神從創立世界以前,已經定意他的羔羊被殺(啟示錄十三章8節,彼得前書一章19-20節)。當然還有其他幾件也可算是重要的事。這幾件事都是源於基督的救贖,由接受福音出發,至終仍回到基督那裡。
這幾件事包括:
· 完全信靠基督:如同亞伯拉罕信神,這就算為他的義(創世記十五章6節;羅馬書四章3節)。信心不是一時的衝動,而是終身的倚靠。
· 每天背起十字架:主親自教導:「若有人要跟從我,就當捨己,天天背起他的十字架來跟從我。」(路加福音九章23節)這意味著向自己死,向神活。
· 專心愛神、愛弟兄:這是最大的誡命,也是新命令:「你要盡心、盡性、盡意愛主你的神」;「我怎樣愛你們,你們也要怎樣相愛。」(馬太福音廿二章37-39節;約翰福音十三章34節)初期教會的信徒「凡物公用」,彼此切實相愛,就是最美的見證(使徒行傳二章44-47節)。
· 在真理的光中行走:使徒約翰說:「我們若在光明中行,如同神在光明中,就彼此相交,他兒子耶穌的血也洗淨我們一切的罪。」(約翰一書一章7節)
· 喜愛誠實,過正直的生活:大衛在詩篇中描繪:「就是行為正直、做事公義、心裡說實話的人。」這樣的人才能寄居主的帳幕,住在主的聖山(詩篇十五篇1-2節)。
· 做基督的使者,叫人與神和好:保羅見證:「神將勸人與他和好的職分賜給我們…所以,我們作基督的使者。
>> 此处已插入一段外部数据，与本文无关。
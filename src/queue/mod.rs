//! Durable intake queue for raw tool events and summary requests
//!
//! The "Raw First, Summarize Later" pipeline rests on this module: hooks
//! append raw rows synchronously, background workers claim and enrich them
//! later. The lease is encoded as a status column rather than a separate
//! lease table, and crash recovery is a stall-release sweep rather than
//! per-worker heartbeats.
//!
//! # Row lifecycle
//!
//! ```text
//! pending ──claim──▶ summarizing ──▶ completed (terminal, GC'd after 1h)
//!    ▲                    │
//!    └──markFailed────────┤  retry_count += 1, until MAX_RETRIES
//!                         └──▶ failed (terminal, error preserved)
//! ```
//!
//! A row stuck in `summarizing` past the stall threshold is presumed to
//! belong to a dead worker and is released back to `pending` without
//! touching `retry_count`.

mod store;

pub use store::EventQueue;

use serde::Serialize;
use std::fmt;

/// Retry budget: a row that fails this many times lands in `failed` for good.
pub const MAX_RETRIES: i64 = 3;

/// Byte cap applied to `tool_response` at insert time. Keeps any single row
/// comfortably inside the page cache no matter what a tool returned.
pub const TOOL_RESPONSE_CAP: usize = 50_000;

/// Suffix appended to a capped `tool_response`.
pub const TRUNCATION_MARKER: &str = "... [truncated]";

/// Processing status of a queued row
#[derive(Debug, Clone, Copy, PartialEq, Eq, Serialize)]
#[serde(rename_all = "lowercase")]
pub enum EventStatus {
    Pending,
    Summarizing,
    Completed,
    Failed,
}

impl EventStatus {
    pub fn as_str(&self) -> &'static str {
        match self {
            Self::Pending => "pending",
            Self::Summarizing => "summarizing",
            Self::Completed => "completed",
            Self::Failed => "failed",
        }
    }

    fn from_str(s: &str) -> Self {
        match s {
            "summarizing" => Self::Summarizing,
            "completed" => Self::Completed,
            "failed" => Self::Failed,
            _ => Self::Pending,
        }
    }
}

impl fmt::Display for EventStatus {
    fn fmt(&self, f: &mut fmt::Formatter<'_>) -> fmt::Result {
        f.write_str(self.as_str())
    }
}

/// A raw tool event as captured from a hook, ready for insertion
#[derive(Debug, Clone)]
pub struct NewToolEvent {
    pub session_db_id: i64,
    pub content_session_id: String,
    pub tool_name: String,
    /// Opaque structured payload, serialized JSON
    pub tool_input: Option<String>,
    /// Opaque structured payload, serialized JSON (capped at insert)
    pub tool_response: Option<String>,
    pub cwd: Option<String>,
    pub prompt_number: Option<i64>,
    pub project: Option<String>,
}

/// A raw tool event row as read back from the queue
#[derive(Debug, Clone)]
pub struct RawToolEvent {
    pub id: i64,
    pub session_db_id: i64,
    pub content_session_id: String,
    pub tool_name: String,
    pub tool_input: Option<String>,
    pub tool_response: Option<String>,
    pub cwd: Option<String>,
    pub prompt_number: Option<i64>,
    pub project: Option<String>,
    pub status: EventStatus,
    pub retry_count: i64,
    pub created_at_epoch: i64,
    pub summarized_at_epoch: Option<i64>,
    pub observation_id: Option<i64>,
    pub error_message: Option<String>,
}

/// An end-of-turn summary request, ready for insertion
#[derive(Debug, Clone)]
pub struct NewSummaryRequest {
    pub session_db_id: i64,
    pub content_session_id: String,
    /// Denormalized copy; the worker re-fetches the authoritative value
    /// from the session record at materialization time.
    pub memory_session_id: Option<String>,
    pub project: Option<String>,
    pub user_prompt: Option<String>,
    pub last_assistant_message: Option<String>,
}

/// A summary request row as read back from the queue
#[derive(Debug, Clone)]
pub struct RawSummaryRequest {
    pub id: i64,
    pub session_db_id: i64,
    pub content_session_id: String,
    pub memory_session_id: Option<String>,
    pub project: Option<String>,
    pub user_prompt: Option<String>,
    pub last_assistant_message: Option<String>,
    pub status: EventStatus,
    pub retry_count: i64,
    pub created_at_epoch: i64,
    pub summarized_at_epoch: Option<i64>,
    pub summary_id: Option<i64>,
    pub error_message: Option<String>,
}

/// Per-status row counts for one queue table
#[derive(Debug, Clone, Copy, Default, PartialEq, Eq, Serialize)]
pub struct QueueStats {
    pub pending: i64,
    pub summarizing: i64,
    pub completed: i64,
    pub failed: i64,
}

/// Errors surfaced by queue operations
///
/// `DuplicatePending` is the only business rejection; everything else means
/// the embedded store itself refused us and maps to a 5xx at the intake
/// boundary.
#[derive(Debug)]
pub enum QueueError {
    /// A pending/summarizing summary request already exists for the session
    DuplicatePending { session_db_id: i64 },
    /// SQLite rejected the operation
    Storage(rusqlite::Error),
    /// Could not check a connection out of the pool
    Pool(r2d2::Error),
}

impl fmt::Display for QueueError {
    fn fmt(&self, f: &mut fmt::Formatter<'_>) -> fmt::Result {
        match self {
            Self::DuplicatePending { session_db_id } => write!(
                f,
                "A summary request is already pending for session {}",
                session_db_id
            ),
            Self::Storage(e) => write!(f, "Storage error: {}", e),
            Self::Pool(e) => write!(f, "Connection pool error: {}", e),
        }
    }
}

impl std::error::Error for QueueError {}

impl From<rusqlite::Error> for QueueError {
    fn from(e: rusqlite::Error) -> Self {
        Self::Storage(e)
    }
}

impl From<r2d2::Error> for QueueError {
    fn from(e: r2d2::Error) -> Self {
        Self::Pool(e)
    }
}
」(哥林多後書五章18-20節)就像腓利,被聖靈引導,向埃提阿伯的太監傳講耶穌,領他歸主(使徒行傳八章26-39節)。
· 在主的恩典和知識上長進:直等到我們眾人「在真道上同歸於一,認識神的兒子,得以長大成人,滿有基督長成的身量」(以弗所書四章13節)。像但以理,通達各樣異象和夢兆,智慧與知識俱增,卻始終持守聖潔(但以理書一章17-20節)。
· 最後來到終點時,就有如長熟的禾稼一般,等待收割:保羅臨終的宣告是美好的榜樣:「那美好的仗我已經打過了,當跑的路我已經跑盡了,所信的道我已經守住了。從此以後,有公義的冠冕為我存留。」(提摩太後書四章7-8節)
陶恕認為,教會最大的悲劇,不是外在的逼迫,而是內在的妥協——用新穎的方法取代了聖靈的能力,用世俗的熱鬧取代了敬虔的安靜。他警告說,當神的僕人轉向談論政治、社會議題以吸引群眾時,他們就偏離了那「真正要緊的事」。
就像先知以利亞時代的以色列人,在神與巴力之間「心持兩意」,既不專心跟隨神,又不完全離棄偶像(列王紀上十八章21節)。
因此,本文不僅是對古代智慧的闡釋,更是對當代基督徒的一記當頭棒喝:唯有回到聖經所啟示的「古舊福音」,人才可能在這瞬息萬變的世界中,抓住那不改變的永恆。
上述才是要緊的事,與生命攸關,但少為人所知,這生命是神所賜的,無法由人的修練而得著。
尤其是在今天,更難叫人留心這些真正重要的事。神的僕人離開正路,不談這些嚴肅的、永存的事情。每當談到政治和世界大事時,緊張不安、心緒不寧的世人,反會一窩蜂的湧去聽。完全弄錯了重點,浪費自己的時間。
事實上,保羅早已預言:「時候要到,人必厭煩純正的道理,耳朵發癢,就隨從自己的情慾,增添好些師傅,並且掩耳不聽真道,偏向荒渺的言語。」(提摩太後書四章3-4節)
聖經教導我們的是永恆的真理,而我們要傳講的也正是聖經中記載的真理。願我們在這喧囂的時代,能像馬利亞一樣,選擇那「上好的福分」,是不能奪去的(路加福音十章42節)。